• [PROBLEM DETAILS]: Across the listing below, how many lines contain the string "AccountAddress"? Only the number is needed.

• [DATA SUPPLIED]:
------------------------------------------------------------------------

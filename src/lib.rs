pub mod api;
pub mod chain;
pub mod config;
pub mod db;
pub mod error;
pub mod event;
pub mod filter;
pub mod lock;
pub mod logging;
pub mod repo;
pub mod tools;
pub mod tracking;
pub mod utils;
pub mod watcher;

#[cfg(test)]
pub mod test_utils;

------------------------------------------------------------------------

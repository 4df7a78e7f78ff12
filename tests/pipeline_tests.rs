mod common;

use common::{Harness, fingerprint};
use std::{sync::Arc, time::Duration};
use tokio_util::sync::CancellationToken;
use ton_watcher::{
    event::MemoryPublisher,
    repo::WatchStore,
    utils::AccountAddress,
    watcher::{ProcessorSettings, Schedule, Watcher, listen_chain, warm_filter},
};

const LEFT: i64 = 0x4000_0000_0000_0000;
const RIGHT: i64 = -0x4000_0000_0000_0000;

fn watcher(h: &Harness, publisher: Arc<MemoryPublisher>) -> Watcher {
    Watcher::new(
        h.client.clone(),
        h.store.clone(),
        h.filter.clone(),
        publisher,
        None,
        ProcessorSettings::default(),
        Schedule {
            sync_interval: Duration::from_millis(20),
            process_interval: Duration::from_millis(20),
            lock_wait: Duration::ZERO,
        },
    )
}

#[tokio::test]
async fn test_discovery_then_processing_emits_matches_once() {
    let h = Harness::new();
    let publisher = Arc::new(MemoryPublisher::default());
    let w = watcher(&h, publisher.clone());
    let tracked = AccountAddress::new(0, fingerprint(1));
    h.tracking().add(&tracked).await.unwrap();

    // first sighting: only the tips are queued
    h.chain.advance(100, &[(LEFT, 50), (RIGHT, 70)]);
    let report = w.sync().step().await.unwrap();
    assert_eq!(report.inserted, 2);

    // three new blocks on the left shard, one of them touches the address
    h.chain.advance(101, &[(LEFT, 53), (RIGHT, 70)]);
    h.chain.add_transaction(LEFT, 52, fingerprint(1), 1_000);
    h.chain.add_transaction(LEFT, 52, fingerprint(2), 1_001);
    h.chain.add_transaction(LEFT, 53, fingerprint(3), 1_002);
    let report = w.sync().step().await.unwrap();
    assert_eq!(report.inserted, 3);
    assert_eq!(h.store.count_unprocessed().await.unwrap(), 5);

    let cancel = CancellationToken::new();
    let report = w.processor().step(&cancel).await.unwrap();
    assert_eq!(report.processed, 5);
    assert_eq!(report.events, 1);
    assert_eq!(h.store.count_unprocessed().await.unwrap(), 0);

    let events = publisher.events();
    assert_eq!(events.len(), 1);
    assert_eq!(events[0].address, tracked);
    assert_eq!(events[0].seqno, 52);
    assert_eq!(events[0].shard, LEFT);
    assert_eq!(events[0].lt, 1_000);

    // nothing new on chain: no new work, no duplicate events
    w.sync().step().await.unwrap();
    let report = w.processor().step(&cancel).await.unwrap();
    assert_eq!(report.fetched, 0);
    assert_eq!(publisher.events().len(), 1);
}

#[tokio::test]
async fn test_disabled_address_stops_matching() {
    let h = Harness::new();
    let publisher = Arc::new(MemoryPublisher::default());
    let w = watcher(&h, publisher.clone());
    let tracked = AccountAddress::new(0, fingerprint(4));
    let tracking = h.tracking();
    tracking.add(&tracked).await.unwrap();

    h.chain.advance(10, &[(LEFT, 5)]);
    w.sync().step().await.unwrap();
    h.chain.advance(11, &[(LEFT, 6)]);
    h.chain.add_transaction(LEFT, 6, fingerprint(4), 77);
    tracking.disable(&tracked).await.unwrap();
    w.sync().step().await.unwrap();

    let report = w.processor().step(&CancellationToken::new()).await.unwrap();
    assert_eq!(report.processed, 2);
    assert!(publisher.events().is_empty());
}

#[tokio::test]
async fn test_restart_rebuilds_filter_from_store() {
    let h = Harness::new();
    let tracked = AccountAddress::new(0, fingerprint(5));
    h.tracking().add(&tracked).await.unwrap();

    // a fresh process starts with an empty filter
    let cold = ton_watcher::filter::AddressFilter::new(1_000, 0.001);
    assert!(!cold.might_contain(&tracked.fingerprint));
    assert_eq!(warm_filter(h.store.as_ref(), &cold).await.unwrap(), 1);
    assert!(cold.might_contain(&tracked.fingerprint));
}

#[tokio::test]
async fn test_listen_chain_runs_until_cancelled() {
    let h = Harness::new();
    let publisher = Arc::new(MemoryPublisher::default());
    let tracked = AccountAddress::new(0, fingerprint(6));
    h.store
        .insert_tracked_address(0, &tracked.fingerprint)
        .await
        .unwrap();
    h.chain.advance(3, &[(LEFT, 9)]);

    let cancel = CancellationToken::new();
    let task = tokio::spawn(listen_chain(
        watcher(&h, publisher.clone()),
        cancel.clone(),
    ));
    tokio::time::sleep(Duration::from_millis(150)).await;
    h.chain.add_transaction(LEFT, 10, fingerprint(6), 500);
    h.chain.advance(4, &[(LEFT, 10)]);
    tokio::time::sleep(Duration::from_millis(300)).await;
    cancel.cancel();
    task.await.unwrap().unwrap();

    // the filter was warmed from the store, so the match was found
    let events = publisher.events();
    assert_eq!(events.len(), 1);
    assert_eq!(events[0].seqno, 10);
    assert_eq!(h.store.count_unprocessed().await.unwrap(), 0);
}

------------------------------------------------------------------------

• [SOLUTION TO THIS PROBLEM]: 5